# What the task asks:
Report how many lines of the listing contain the string "Equal", with no other words.

::::::::

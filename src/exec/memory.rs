//! In-memory store executor.
//!
//! The reference [`StoreExecutor`]: rows are JSON field maps held per
//! table, predicates are evaluated directly against them, and mutations
//! are staged in a pending log until the [`UnitOfWork`] boundary commits
//! or rolls back. Used as the fixture backend in tests and as the
//! executable definition of the engine-neutral predicate semantics.

use std::cmp::Ordering;
use std::collections::HashMap;

use crate::compile::{CompareOp, CompiledQuery, MatchKind, Predicate};
use crate::error::QuarryResult;
use crate::spec::sort::{SortDirection, SortKey};
use crate::spec::value::Value;

use super::{Record, StoreExecutor, UnitOfWork};

/// A staged mutation, applied on commit in staging order.
#[derive(Debug, Clone)]
enum StagedOp {
    Insert {
        table: String,
        row: Record,
    },
    Update {
        table: String,
        assignments: Record,
        predicate: Option<Predicate>,
    },
    Delete {
        table: String,
        predicate: Option<Predicate>,
    },
}

/// An in-memory table store with staged mutations.
#[derive(Debug, Clone, Default)]
pub struct MemoryStore {
    committed: HashMap<String, Vec<Record>>,
    staged: Vec<StagedOp>,
}

impl MemoryStore {
    pub fn new() -> Self {
        Self::default()
    }

    /// Seed a table with committed rows (test fixtures).
    pub fn with_table(mut self, table: impl Into<String>, rows: Vec<Record>) -> Self {
        self.committed.insert(table.into(), rows);
        self
    }

    /// Number of mutations staged but not committed.
    pub fn staged_len(&self) -> usize {
        self.staged.len()
    }

    /// Committed rows of a table, ignoring staged mutations.
    pub fn committed_rows(&self, table: &str) -> &[Record] {
        self.committed.get(table).map(Vec::as_slice).unwrap_or(&[])
    }

    /// Materialize a table as reads see it: committed rows with the
    /// staged log applied in order.
    fn view(&self, table: &str) -> Vec<Record> {
        let mut rows = self.committed.get(table).cloned().unwrap_or_default();
        for op in &self.staged {
            apply_op(table, &mut rows, op);
        }
        rows
    }
}

fn apply_op(table: &str, rows: &mut Vec<Record>, op: &StagedOp) {
    match op {
        StagedOp::Insert { table: t, row } if t == table => rows.push(row.clone()),
        StagedOp::Update {
            table: t,
            assignments,
            predicate,
        } if t == table => {
            for row in rows.iter_mut() {
                if matches(predicate.as_ref(), row) {
                    for (k, v) in assignments {
                        row.insert(k.clone(), v.clone());
                    }
                }
            }
        }
        StagedOp::Delete {
            table: t,
            predicate,
        } if t == table => {
            rows.retain(|row| !matches(predicate.as_ref(), row));
        }
        _ => {}
    }
}

fn matches(predicate: Option<&Predicate>, row: &Record) -> bool {
    predicate.map(|p| eval(p, row)).unwrap_or(true)
}

impl StoreExecutor for MemoryStore {
    fn fetch(&mut self, query: &CompiledQuery) -> QuarryResult<Vec<Record>> {
        let mut rows: Vec<Record> = self
            .view(&query.table)
            .into_iter()
            .filter(|row| matches(query.predicate.as_ref(), row))
            .collect();

        sort_rows(&mut rows, &query.order_by);

        let rows = rows.into_iter().skip(query.skip as usize);
        let mut rows: Vec<Record> = if query.take > 0 {
            rows.take(query.take as usize).collect()
        } else {
            rows.collect()
        };

        if let Some(projection) = &query.projection {
            for row in &mut rows {
                let mut projected = Record::new();
                for col in projection {
                    let key = col.alias.as_ref().unwrap_or(&col.name);
                    let value = row.get(&col.name).cloned().unwrap_or(serde_json::Value::Null);
                    projected.insert(key.clone(), value);
                }
                *row = projected;
            }
        }

        Ok(rows)
    }

    fn count(&mut self, query: &CompiledQuery) -> QuarryResult<u64> {
        let count = self
            .view(&query.table)
            .iter()
            .filter(|row| matches(query.predicate.as_ref(), row))
            .count();
        Ok(count as u64)
    }

    fn insert(&mut self, table: &str, row: Record) -> QuarryResult<u64> {
        self.staged.push(StagedOp::Insert {
            table: table.to_string(),
            row,
        });
        Ok(1)
    }

    fn update(
        &mut self,
        table: &str,
        assignments: Record,
        predicate: Option<&Predicate>,
    ) -> QuarryResult<u64> {
        let affected = self
            .view(table)
            .iter()
            .filter(|row| matches(predicate, row))
            .count() as u64;
        self.staged.push(StagedOp::Update {
            table: table.to_string(),
            assignments,
            predicate: predicate.cloned(),
        });
        Ok(affected)
    }

    fn delete(&mut self, table: &str, predicate: Option<&Predicate>) -> QuarryResult<u64> {
        let affected = self
            .view(table)
            .iter()
            .filter(|row| matches(predicate, row))
            .count() as u64;
        self.staged.push(StagedOp::Delete {
            table: table.to_string(),
            predicate: predicate.cloned(),
        });
        Ok(affected)
    }
}

impl UnitOfWork for MemoryStore {
    fn commit(&mut self) -> QuarryResult<()> {
        let staged = std::mem::take(&mut self.staged);
        for op in &staged {
            let table = match op {
                StagedOp::Insert { table, .. }
                | StagedOp::Update { table, .. }
                | StagedOp::Delete { table, .. } => table.clone(),
            };
            let rows = self.committed.entry(table.clone()).or_default();
            apply_op(&table, rows, op);
        }
        Ok(())
    }

    fn rollback(&mut self) -> QuarryResult<()> {
        self.staged.clear();
        Ok(())
    }
}

/// Evaluate a compiled predicate against a row.
fn eval(predicate: &Predicate, row: &Record) -> bool {
    match predicate {
        Predicate::Compare { field, op, value } => {
            let Some(cell) = row.get(field) else {
                return false;
            };
            let Some(ordering) = compare_cell(cell, value) else {
                return false;
            };
            match op {
                CompareOp::Eq => ordering == Ordering::Equal,
                CompareOp::Ne => ordering != Ordering::Equal,
                CompareOp::Gt => ordering == Ordering::Greater,
                CompareOp::Gte => ordering != Ordering::Less,
                CompareOp::Lt => ordering == Ordering::Less,
                CompareOp::Lte => ordering != Ordering::Greater,
            }
        }
        Predicate::Match {
            field,
            kind,
            pattern,
            case_sensitive,
        } => {
            let Some(serde_json::Value::String(text)) = row.get(field) else {
                return false;
            };
            let (text, pattern) = if *case_sensitive {
                (text.clone(), pattern.clone())
            } else {
                (text.to_lowercase(), pattern.to_lowercase())
            };
            match kind {
                MatchKind::Prefix => text.starts_with(&pattern),
                MatchKind::Suffix => text.ends_with(&pattern),
                MatchKind::Substring => text.contains(&pattern),
                MatchKind::Like => like_match(&pattern, &text),
            }
        }
        Predicate::Null { field } => row
            .get(field)
            .map(serde_json::Value::is_null)
            .unwrap_or(true),
        Predicate::NotNull { field } => !row
            .get(field)
            .map(serde_json::Value::is_null)
            .unwrap_or(true),
        Predicate::Not(inner) => !eval(inner, row),
        Predicate::And(lhs, rhs) => eval(lhs, row) && eval(rhs, row),
        Predicate::Or(lhs, rhs) => eval(lhs, row) || eval(rhs, row),
    }
}

/// Compare a row cell against a coerced scalar. `None` means the pair is
/// incomparable (null cell or type mismatch), which makes the predicate
/// false.
fn compare_cell(cell: &serde_json::Value, value: &Value) -> Option<Ordering> {
    use serde_json::Value as Json;
    match (cell, value) {
        (Json::Bool(a), Value::Bool(b)) => Some(a.cmp(b)),
        (Json::Number(a), Value::Int(b)) => {
            if let Some(a) = a.as_i64() {
                Some(a.cmp(b))
            } else {
                a.as_f64().and_then(|a| a.partial_cmp(&(*b as f64)))
            }
        }
        (Json::Number(a), Value::Float(b)) => a.as_f64().and_then(|a| a.partial_cmp(b)),
        (Json::Number(a), Value::Decimal(b)) => {
            use rust_decimal::prelude::FromPrimitive;
            let a = a.as_f64().and_then(rust_decimal::Decimal::from_f64)?;
            Some(a.cmp(b))
        }
        (Json::String(a), Value::Text(b)) => Some(a.as_str().cmp(b.as_str())),
        (Json::String(a), Value::Uuid(b)) => {
            let a: uuid::Uuid = a.parse().ok()?;
            Some(a.cmp(b))
        }
        (Json::String(a), Value::Timestamp(b)) => {
            let a = chrono::DateTime::parse_from_rfc3339(a).ok()?;
            Some(a.with_timezone(&chrono::Utc).cmp(b))
        }
        (Json::String(a), Value::Date(b)) => {
            let a: chrono::NaiveDate = a.parse().ok()?;
            Some(a.cmp(b))
        }
        _ => None,
    }
}

/// Rank-order two row cells for sorting: nulls first, then by type
/// family, then by value.
fn cmp_cells(a: &serde_json::Value, b: &serde_json::Value) -> Ordering {
    use serde_json::Value as Json;
    fn rank(v: &Json) -> u8 {
        match v {
            Json::Null => 0,
            Json::Bool(_) => 1,
            Json::Number(_) => 2,
            Json::String(_) => 3,
            _ => 4,
        }
    }
    match (a, b) {
        (Json::Bool(a), Json::Bool(b)) => a.cmp(b),
        (Json::Number(a), Json::Number(b)) => a
            .as_f64()
            .partial_cmp(&b.as_f64())
            .unwrap_or(Ordering::Equal),
        (Json::String(a), Json::String(b)) => a.cmp(b),
        _ => rank(a).cmp(&rank(b)),
    }
}

fn sort_rows(rows: &mut [Record], order_by: &[SortKey]) {
    if order_by.is_empty() {
        return;
    }
    rows.sort_by(|a, b| {
        for key in order_by {
            let null = serde_json::Value::Null;
            let left = a.get(&key.field).unwrap_or(&null);
            let right = b.get(&key.field).unwrap_or(&null);
            let ordering = match key.direction {
                SortDirection::Ascending => cmp_cells(left, right),
                SortDirection::Descending => cmp_cells(right, left),
            };
            if ordering != Ordering::Equal {
                return ordering;
            }
        }
        Ordering::Equal
    });
}

/// SQL-style LIKE: `%` matches any run, `_` matches one character.
fn like_match(pattern: &str, text: &str) -> bool {
    let pattern: Vec<char> = pattern.chars().collect();
    let text: Vec<char> = text.chars().collect();
    like_at(&pattern, &text)
}

fn like_at(pattern: &[char], text: &[char]) -> bool {
    match pattern.first() {
        None => text.is_empty(),
        Some('%') => {
            // Greedily try every split point.
            (0..=text.len()).any(|i| like_at(&pattern[1..], &text[i..]))
        }
        Some('_') => !text.is_empty() && like_at(&pattern[1..], &text[1..]),
        Some(c) => text.first() == Some(c) && like_at(&pattern[1..], &text[1..]),
    }
}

::::::::

# Solved problem:
5